B[a]P-induced liver damage is a commonly used model in many experimental studies regarding the protective effects of drugs, natural extracts, and functional foods related to liver disease 17. Such liver damage came from the reaction covalently between reactive intermediates/radicals of B[a]P with nucleic acids to form adducts and the effect of reactive intermediates/radicals to cause lipid peroxidation of membrane-bound fatty acids 3. As a result, the structure and function of the liver cells membrane and intracellular organelles (mitochondria and lysosomes) become throwing into confusion 3 21 114 115. Data of the present study indicated that B[a]P injection induced severe damage to liver cells through increasing the serum AST, ALT and ALP level activities. Aminotransferases (ALT and AST) plus ALP are normally intracellular enzymes. Thus, the presence of elevated levels of aminotransferase and ALP in the plasma indicates damage to cells rich in these enzymes 115.
The present data also indicated that intervention feeding with the Sargassum subrepandum powder significantly (p≤0.05) reduced AST, ALT and ALP levels which demonstrating that it could prevent the live cells damage. Such preventive effects could be attributed to the high content of some important bioactive constituents that have been measured in Sargassum subrepandum powder with their biological activities exhibited including antioxidant activity and peroxyl radical (ROO-)-scavenging activities and inhibition of lipid peroxidation. Such data are partially confirmed by the study that found that consumption of Sargassum subrepandum powder is thought to ameliorate some inflammatory disorders including liver diseases. Also, Also, Shannon and Abu-Ghannam 117 explain the hepatoprotective effect of Sargassum subrepandum powder through its a marked antioxidant effect which rasing the antioxidative defense system in hepatic cells i.e. reducing malonaldehyde (MDA) levels and increasing total antioxidant capacity, catalase (CAT) activity, and hepatic glutathione (GSH) levels Sargassum subrepandum extract has been shown to markedly reduce plasma lipid peroxidation levels in diabetic mice. Finally, several authors reported that the effect of different plant parts containing the same bioactive constituents determined in Sargassum subrepandum on decreasing the serum liver function enzymes activity induced by different toxicants could be attributed to their high level content of those compounds 29.

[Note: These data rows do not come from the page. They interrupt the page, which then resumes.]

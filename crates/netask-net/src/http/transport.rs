//! Attempt loop that carries one logical request over the wire.
//!
//! Every attempt sends the request, reads the whole response and applies
//! the baseline status check. A failed attempt (connectivity error or
//! non-2xx status) is handed to the [`Retrier`], which decides whether
//! another attempt follows.
//!
//! Each attempt counts its bytes on a fresh counter whose fraction is
//! forwarded to the transfer progress. The transfer progress only moves
//! forward and reaches 1.0 once, when the loop ends, whatever the outcome.

use std::future::Future;
use std::path::Path;

use bytes::{Bytes, BytesMut};
use futures_util::{Stream, StreamExt, stream};
use netask_core::Progress;
use netask_core::logging::targets;
use tokio::io::AsyncWriteExt;

use super::client::HttpClient;
use super::response::{ReceivedResponse, ResponseHead};
use crate::error::TransportError;
use crate::retry::Retrier;

/// Size of the chunks an upload body is streamed in.
const UPLOAD_CHUNK_SIZE: usize = 64 * 1024;

/// Units the transfer progress is divided into.
const TRANSFER_UNITS: i64 = 10_000;

/// Which side of the exchange drives transfer progress.
#[derive(Clone, Copy, Debug, PartialEq, Eq)]
pub(crate) enum Direction {
    /// Progress follows the response body as it is received.
    Receive,
    /// Progress follows the request body as it is sent.
    Send,
}

/// One logical request: a client, a retry policy and the progress to drive.
pub(crate) struct Transport<'a> {
    client: &'a HttpClient,
    retrier: &'a dyn Retrier,
    progress: &'a Progress,
}

impl<'a> Transport<'a> {
    pub(crate) fn new(client: &'a HttpClient, retrier: &'a dyn Retrier, progress: &'a Progress) -> Self {
        Self {
            client,
            retrier,
            progress,
        }
    }

    /// Send the request built by `build` and read the response into memory.
    ///
    /// `build` runs once per attempt, so streamed bodies are recreated for
    /// every retry.
    pub(crate) async fn fetch<B>(&self, build: B, direction: Direction) -> Result<ReceivedResponse, TransportError>
    where
        B: Fn(&HttpClient, &Progress) -> Result<reqwest::RequestBuilder, TransportError>,
    {
        let build = &build;
        let client = self.client;

        self.with_retry(move |progress| async move {
            let response = build(client, &progress)?.send().await?;
            let head = ResponseHead::from_reqwest(&response);
            let body = match direction {
                Direction::Receive => read_tracked(response, &progress).await?,
                Direction::Send => response.bytes().await?,
            };
            tracing::trace!(target: targets::TRANSPORT, status = head.status(), bytes = body.len(), "response received");

            head.error_for_status(&body)?;
            Ok(ReceivedResponse { head, body })
        })
        .await
    }

    /// Send the request built by `build` and stream a 2xx body into `target`.
    ///
    /// `target` is truncated on every attempt.
    pub(crate) async fn download<B>(&self, build: B, target: &Path) -> Result<ResponseHead, TransportError>
    where
        B: Fn(&HttpClient, &Progress) -> Result<reqwest::RequestBuilder, TransportError>,
    {
        let build = &build;
        let client = self.client;

        self.with_retry(move |progress| async move {
            let response = build(client, &progress)?.send().await?;
            let head = ResponseHead::from_reqwest(&response);

            if !head.is_success() {
                let body = response.bytes().await?;
                return Err(head.status_error(&body));
            }

            let written = write_tracked(response, target, &progress).await?;
            tracing::trace!(target: targets::TRANSPORT, status = head.status(), bytes = written, path = %target.display(), "download written");
            Ok(head)
        })
        .await
    }

    async fn with_retry<T, F, Fut>(&self, mut attempt: F) -> Result<T, TransportError>
    where
        F: FnMut(Progress) -> Fut,
        Fut: Future<Output = Result<T, TransportError>>,
    {
        self.progress.set_total_unit_count(TRANSFER_UNITS);

        let mut attempts_so_far = 0u32;
        let result = loop {
            tracing::trace!(target: targets::TRANSPORT, attempt = attempts_so_far + 1, "starting attempt");

            let error = match attempt(self.attempt_counter()).await {
                Ok(value) => break Ok(value),
                Err(error) => error,
            };

            let decision = self.retrier.should_retry(attempts_so_far, &error);
            if !decision.retry {
                tracing::debug!(
                    target: targets::TRANSPORT,
                    attempts = attempts_so_far + 1,
                    %error,
                    "transfer failed"
                );
                break Err(error);
            }

            attempts_so_far += 1;
            tracing::warn!(
                target: targets::TRANSPORT,
                retry = attempts_so_far,
                delay_ms = decision.delay.as_millis() as u64,
                %error,
                "attempt failed, retrying"
            );
            if !decision.delay.is_zero() {
                tokio::time::sleep(decision.delay).await;
            }
        };

        self.progress.finish();
        result
    }

    /// A byte counter for one attempt.
    ///
    /// Its fraction raises the transfer progress, stopping one unit short of
    /// done so that only the end of the loop completes it.
    fn attempt_counter(&self) -> Progress {
        let counter = Progress::new(0);
        let transfer = self.progress.clone();
        counter.on_changed().connect(move |&fraction| {
            let reached = (fraction * TRANSFER_UNITS as f64) as i64;
            transfer.advance_completed_unit_count(reached.min(TRANSFER_UNITS - 1));
        });
        counter
    }
}

/// Wrap `data` in a streamed body that advances `progress` as it is sent.
pub(crate) fn tracked_body(data: Bytes, progress: &Progress) -> reqwest::Body {
    progress.set_total_unit_count(units(data.len() as u64));
    reqwest::Body::wrap_stream(tracked_chunks(data, progress.clone()))
}

fn tracked_chunks(
    data: Bytes,
    progress: Progress,
) -> impl Stream<Item = Result<Bytes, std::io::Error>> + Send + Sync + 'static {
    let chunks: Vec<Bytes> = (0..data.len())
        .step_by(UPLOAD_CHUNK_SIZE)
        .map(|start| data.slice(start..(start + UPLOAD_CHUNK_SIZE).min(data.len())))
        .collect();

    let mut sent = 0u64;
    stream::iter(chunks).map(move |chunk| {
        sent += chunk.len() as u64;
        progress.set_completed_unit_count(units(sent));
        Ok(chunk)
    })
}

async fn read_tracked(mut response: reqwest::Response, progress: &Progress) -> Result<Bytes, TransportError> {
    let expected = response.content_length();
    progress.set_total_unit_count(expected.map_or(0, units));

    let mut buffer = BytesMut::with_capacity(expected.unwrap_or(0).min(1 << 20) as usize);
    while let Some(chunk) = response.chunk().await? {
        buffer.extend_from_slice(&chunk);
        progress.set_completed_unit_count(units(buffer.len() as u64));
    }
    Ok(buffer.freeze())
}

async fn write_tracked(
    mut response: reqwest::Response,
    target: &Path,
    progress: &Progress,
) -> Result<u64, TransportError> {
    progress.set_total_unit_count(response.content_length().map_or(0, units));

    let mut file = tokio::fs::File::create(target).await?;
    let mut written = 0u64;
    while let Some(chunk) = response.chunk().await? {
        file.write_all(&chunk).await?;
        written += chunk.len() as u64;
        progress.set_completed_unit_count(units(written));
    }
    file.flush().await?;
    Ok(written)
}

fn units(bytes: u64) -> i64 {
    i64::try_from(bytes).unwrap_or(i64::MAX)
}

#[cfg(test)]
mod tests {
    use std::sync::Arc;

    use parking_lot::Mutex;

    use super::*;
    use crate::retry::RetryPolicy;

    fn record(progress: &Progress) -> Arc<Mutex<Vec<f64>>> {
        let emitted = Arc::new(Mutex::new(Vec::new()));
        let emitted_clone = emitted.clone();
        progress.on_changed().connect(move |&fraction| emitted_clone.lock().push(fraction));
        emitted
    }

    #[tokio::test]
    async fn test_retries_only_move_progress_forward() {
        let client = HttpClient::new();
        let policy = RetryPolicy::new(2);
        let transfer = Progress::new(0);
        let emitted = record(&transfer);

        let mut attempts = 0;
        let result: Result<(), _> = Transport::new(&client, &policy, &transfer)
            .with_retry(|counter| {
                attempts += 1;
                let share = attempts;
                async move {
                    counter.set_total_unit_count(4);
                    counter.set_completed_unit_count(share);
                    Err(TransportError::Connection("refused".into()))
                }
            })
            .await;

        assert!(result.is_err());
        assert_eq!(attempts, 3);
        let emitted = emitted.lock();
        assert!(emitted.windows(2).all(|pair| pair[0] <= pair[1]), "{emitted:?}");
        assert_eq!(emitted.iter().filter(|&&fraction| fraction == 1.0).count(), 1);
        assert_eq!(transfer.fraction_completed(), 1.0);
    }

    #[tokio::test]
    async fn test_attempt_counter_stops_short_of_done() {
        let client = HttpClient::new();
        let policy = RetryPolicy::never();
        let transfer = Progress::new(TRANSFER_UNITS);
        let transport = Transport::new(&client, &policy, &transfer);

        let counter = transport.attempt_counter();
        counter.set_total_unit_count(2);
        counter.set_completed_unit_count(1);
        assert_eq!(transfer.completed_unit_count(), TRANSFER_UNITS / 2);

        counter.finish();
        assert!(!transfer.is_finished());
        assert!(transfer.fraction_completed() < 1.0);
    }

    #[tokio::test]
    async fn test_tracked_chunks_advance_progress() {
        let data = Bytes::from(vec![7u8; UPLOAD_CHUNK_SIZE * 2 + 10]);
        let progress = Progress::new(units(data.len() as u64));

        let chunks: Vec<_> = tracked_chunks(data.clone(), progress.clone()).collect().await;
        assert_eq!(chunks.len(), 3);
        assert_eq!(chunks[2].as_ref().unwrap().len(), 10);
        assert_eq!(progress.completed_unit_count(), data.len() as i64);
        assert_eq!(progress.fraction_completed(), 1.0);
    }

    #[tokio::test]
    async fn test_empty_body_has_no_chunks() {
        let progress = Progress::new(0);
        let chunks: Vec<_> = tracked_chunks(Bytes::new(), progress.clone()).collect().await;
        assert!(chunks.is_empty());
        assert_eq!(progress.completed_unit_count(), 0);
    }
}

For serum albumin level, the present data are in agreement showed that B[a]P induced significant (p≤0.05) decrease in the serum albumin content. Also, it was reported that treatment with onion skin significantly decreased the reduced levels of serum albumin induced by B[a]P 21. Albumin is an important metal binding protein. It is a sacrificial antioxidant that can bind copper tightly and iron weakly to its surface serving as a target for their related free radical reactions. Thus, it inhibits copper ion dependent lipid peroxidation 119. The possible mode of action of liver serum enzymes-lowering activity and albumin lowering level of the Sargassum subrepandum could be explained by one or more of the following process: 1) increasing the antioxidative defense system in hepatic cells, 2) decrease the hepatic lipid droplet accumulation, and 3) improve the level of albumin i.e. sacrificial antioxidant in serum.
Effect of intervention with Sargassum subrepandum powder on liver oxidative stress parameters induced by B[a]P in rats were shown in Table 5. Such data indicated that B[a]P induced significantly (p≤0.05) decreasing in liver GSH level by the ratio of -40.42% whereas, the liver MDA concentration was exhibited the opposite direction, increased by the rate of 195.54%. As the result of Sargassum subrepandum powder intervention, liver GSH content significantly (p≤0.05) increased and MDA was significantly (p≤0.05) decreased. The rate of increasing in GSH and decreasing in MDA exhibited a dose-dependent manner with the Sargassum subrepandum intervention. Such data are in agreement with that obtained by Fayez, 111 as the result of treatment of liver injuries inducing by B[a]P with turmeric and curcumin powders.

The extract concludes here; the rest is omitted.